Work task
Please copy each line of the records below that includes the word "InstrumentType".

Supplied material
—————

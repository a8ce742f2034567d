//! In-process instrument driven by a [`SimulationScript`].
//!
//! No link is touched. Channel counts follow the scripted luminance sequence
//! (`[0.95·Y, Y, 1.09·Y]` plus the dark offset), so the whole engine from
//! negotiation to convergence can be exercised without hardware.

use async_trait::async_trait;
use colorcal_core::calibration::{
    BlackLevel, CalibrationCondition, CalibrationPolicy, CalibrationRequirement, CalibrationStep,
    CalibrationType, CalibrationUpdate, WhiteReference,
};
use colorcal_core::capabilities::{verify_operations, CapabilityBits, Mode, Operation};
use colorcal_core::data::{
    ConversionProfile, DeviceIdentity, InstrumentType, RangeOverflow, RawOutcome, RawSample,
    Spectrum,
};
use colorcal_core::driver::{default_requirement, InstrumentDriver};
use colorcal_core::error::{ColorError, ColorResult, TransportError};

/// Supported features.
pub const CAPABILITIES: CapabilityBits = CapabilityBits::EMISSIVE
    .union(CapabilityBits::AMBIENT)
    .union(CapabilityBits::REFLECTIVE)
    .union(CapabilityBits::SPECTRAL)
    .union(CapabilityBits::CALIBRATION)
    .union(CapabilityBits::TEMPERATURE)
    .union(CapabilityBits::SERIAL_NUMBER);

/// Implemented operations.
pub const OPERATIONS: &[Operation] = &[
    Operation::Identify,
    Operation::SetMode,
    Operation::Calibrate,
    Operation::ReadRaw,
    Operation::ReadTemperature,
];

const INTEGRATION_S: f64 = 1.0;
const TEMPERATURE_C: f64 = 25.0;
const SPECTRUM_START_NM: f64 = 380.0;
const SPECTRUM_STEP_NM: f64 = 10.0;
const SPECTRUM_BANDS: usize = 36;

/// Behaviour of a simulated instrument.
#[derive(Debug, Clone, PartialEq)]
pub struct SimulationScript {
    /// Reported serial number.
    pub serial: String,
    /// Calibrations required in emissive and ambient mode.
    pub required_emissive: CalibrationType,
    /// Calibrations required in reflective mode.
    pub required_reflective: CalibrationType,
    /// Types whose requirement may be skipped.
    pub optional: CalibrationType,
    /// Types the device never completes, however the host answers.
    pub refuse: CalibrationType,
    /// The device reports its sensor as covered without asking the host.
    pub sensor_covered: bool,
    /// Y value of each successive read; the last one repeats.
    pub luminance: Vec<f64>,
    /// Offset added to every channel.
    pub dark_offset: f64,
    /// Reads that fail with a timeout before the first success.
    pub transport_failures: u32,
    /// Every read reports this overload instead of counts.
    pub overflow: Option<RangeOverflow>,
    /// Identifier of the white tile.
    pub tile_serial: String,
    /// Y of the white tile.
    pub white_luminance: f64,
}

impl Default for SimulationScript {
    fn default() -> Self {
        Self {
            serial: "SIM-0001".to_string(),
            required_emissive: CalibrationType::DARK,
            required_reflective: CalibrationType::DARK | CalibrationType::WHITE_REFERENCE,
            optional: CalibrationType::empty(),
            refuse: CalibrationType::empty(),
            sensor_covered: false,
            luminance: vec![120.0],
            dark_offset: 0.5,
            transport_failures: 0,
            overflow: None,
            tile_serial: "SIM-TILE-001".to_string(),
            white_luminance: 1000.0,
        }
    }
}

fn channels_for(y: f64, offset: f64) -> Vec<f64> {
    vec![0.95 * y + offset, y + offset, 1.09 * y + offset]
}

/// Simulated instrument.
#[derive(Debug)]
pub struct Simulated {
    script: SimulationScript,
    profile: ConversionProfile,
    reads: usize,
    failures_left: u32,
}

impl Simulated {
    /// Build from a script.
    pub fn new(script: SimulationScript) -> ColorResult<Self> {
        verify_operations("simulated", CAPABILITIES, OPERATIONS)?;
        if script.luminance.is_empty() {
            return Err(ColorError::Configuration(
                "simulation script needs at least one luminance value".into(),
            ));
        }
        Ok(Self {
            failures_left: script.transport_failures,
            script,
            profile: ConversionProfile::identity("simulated"),
            reads: 0,
        })
    }

    /// Raw reads served so far, failed ones included.
    pub fn reads(&self) -> usize {
        self.reads
    }

    fn next_luminance(&mut self) -> f64 {
        let values = &self.script.luminance;
        let y = values[self.reads.min(values.len() - 1)];
        self.reads += 1;
        y
    }

    fn spectrum(y: f64) -> Spectrum {
        let last = (SPECTRUM_BANDS - 1) as f64;
        Spectrum {
            start_nm: SPECTRUM_START_NM,
            step_nm: SPECTRUM_STEP_NM,
            values: (0..SPECTRUM_BANDS)
                .map(|i| y / 100.0 * (0.8 + 0.4 * i as f64 / last))
                .collect(),
        }
    }
}

#[async_trait]
impl InstrumentDriver for Simulated {
    fn instrument_type(&self) -> InstrumentType {
        InstrumentType::Simulated
    }

    fn capabilities(&self) -> CapabilityBits {
        CAPABILITIES
    }

    fn implemented_operations(&self) -> &'static [Operation] {
        OPERATIONS
    }

    fn conversion(&self) -> &ConversionProfile {
        &self.profile
    }

    fn calibration_policy(&self, mode: Mode) -> CalibrationPolicy {
        let required = match mode {
            Mode::Reflective => self.script.required_reflective,
            Mode::Emissive | Mode::Ambient => self.script.required_emissive,
            Mode::EmissiveRefresh => CalibrationType::empty(),
        };
        CalibrationPolicy {
            available: required | CalibrationType::DARK,
            required,
        }
    }

    fn requirement_for(&self, kind: CalibrationType) -> CalibrationRequirement {
        let mut requirement = default_requirement(kind);
        if kind.intersects(CalibrationType::WHITE_REFERENCE) {
            requirement = requirement.with_identifier(self.script.tile_serial.clone());
        }
        if self.script.optional.contains(kind) {
            requirement = requirement.optional();
        }
        requirement
    }

    async fn identify(&mut self) -> ColorResult<DeviceIdentity> {
        Ok(DeviceIdentity {
            model: "Simulated".to_string(),
            firmware: env!("CARGO_PKG_VERSION").to_string(),
            serial: self.script.serial.clone(),
        })
    }

    async fn set_mode(&mut self, mode: Mode) -> ColorResult<()> {
        if !CAPABILITIES.supports_mode(mode) {
            return Err(ColorError::unsupported(Operation::SetMode));
        }
        Ok(())
    }

    async fn calibrate(
        &mut self,
        pending: CalibrationType,
        condition: CalibrationCondition,
        _mode: Mode,
    ) -> ColorResult<CalibrationStep> {
        // Dark first so a white reading can be black-corrected.
        let kind = if pending.contains(CalibrationType::DARK) {
            CalibrationType::DARK
        } else {
            pending
                .first()
                .ok_or_else(|| ColorError::Internal("nothing to calibrate".into()))?
        };
        let requirement = self.requirement_for(kind);
        let arranged = requirement.condition == CalibrationCondition::None
            || requirement.condition == condition;
        if !arranged || self.script.refuse.contains(kind) {
            return Ok(CalibrationStep::NeedsSetup(requirement));
        }

        let mut update = CalibrationUpdate::default();
        if kind == CalibrationType::DARK {
            update.black = Some(BlackLevel::single(
                INTEGRATION_S,
                vec![self.script.dark_offset; 3],
            ));
            update.temperature = Some(TEMPERATURE_C);
        } else if kind == CalibrationType::WHITE_REFERENCE {
            update.white = Some(WhiteReference {
                integration_time: INTEGRATION_S,
                counts: channels_for(self.script.white_luminance, self.script.dark_offset),
            });
        }
        tracing::debug!(target: "colorcal::calibration", kind = kind.label(), "Simulated calibration completed");
        Ok(CalibrationStep::Completed {
            cleared: kind,
            update,
        })
    }

    async fn verify_condition(&mut self, condition: CalibrationCondition) -> ColorResult<bool> {
        Ok(self.script.sensor_covered && condition == CalibrationCondition::CoverSensor)
    }

    async fn read_raw(&mut self, _mode: Mode) -> ColorResult<RawOutcome> {
        if self.failures_left > 0 {
            self.failures_left -= 1;
            self.reads += 1;
            return Err(TransportError::Timeout { timeout_ms: 200 }.into());
        }
        if let Some(overflow) = self.script.overflow {
            self.reads += 1;
            return Ok(RawOutcome::OutOfRange(overflow));
        }
        let y = self.next_luminance();
        let mut sample = RawSample::new(channels_for(y, self.script.dark_offset), INTEGRATION_S, 0)
            .with_temperature(TEMPERATURE_C);
        sample.spectrum = Some(Self::spectrum(y));
        Ok(RawOutcome::Sample(sample))
    }

    async fn read_temperature(&mut self) -> ColorResult<f64> {
        Ok(TEMPERATURE_C)
    }
}

#[cfg(test)]
mod tests {
    use super::*;

    #[tokio::test]
    async fn test_luminance_sequence_repeats_last() {
        let mut sim = Simulated::new(SimulationScript {
            luminance: vec![10.0, 20.0],
            dark_offset: 0.0,
            ..Default::default()
        })
        .unwrap();
        let mut ys = Vec::new();
        for _ in 0..3 {
            let RawOutcome::Sample(s) = sim.read_raw(Mode::Emissive).await.unwrap() else {
                panic!("expected sample");
            };
            ys.push(s.channels[1]);
            assert_eq!(s.spectrum.as_ref().map(|sp| sp.values.len()), Some(36));
        }
        assert_eq!(ys, vec![10.0, 20.0, 20.0]);
    }

    #[tokio::test]
    async fn test_failures_come_first() {
        let mut sim = Simulated::new(SimulationScript {
            transport_failures: 2,
            ..Default::default()
        })
        .unwrap();
        assert!(sim.read_raw(Mode::Emissive).await.unwrap_err().is_transient());
        assert!(sim.read_raw(Mode::Emissive).await.unwrap_err().is_transient());
        assert!(sim.read_raw(Mode::Emissive).await.is_ok());
        assert_eq!(sim.reads(), 3);
    }

    #[tokio::test]
    async fn test_white_requirement_carries_tile() {
        let mut sim = Simulated::new(SimulationScript::default()).unwrap();
        let step = sim
            .calibrate(
                CalibrationType::WHITE_REFERENCE,
                CalibrationCondition::None,
                Mode::Reflective,
            )
            .await
            .unwrap();
        let CalibrationStep::NeedsSetup(req) = step else {
            panic!("expected setup request");
        };
        assert_eq!(req.identifier.as_deref(), Some("SIM-TILE-001"));
        assert!(!req.optional);
    }

    #[test]
    fn test_empty_script_is_rejected() {
        let script = SimulationScript {
            luminance: Vec::new(),
            ..Default::default()
        };
        assert!(matches!(
            Simulated::new(script),
            Err(ColorError::Configuration(_))
        ));
    }
}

—————

Result for this exercise
    ConversionProfile, DeviceIdentity, InstrumentType, RangeOverflow, RawOutcome, RawSample,
    fn instrument_type(&self) -> InstrumentType {
        InstrumentType::Simulated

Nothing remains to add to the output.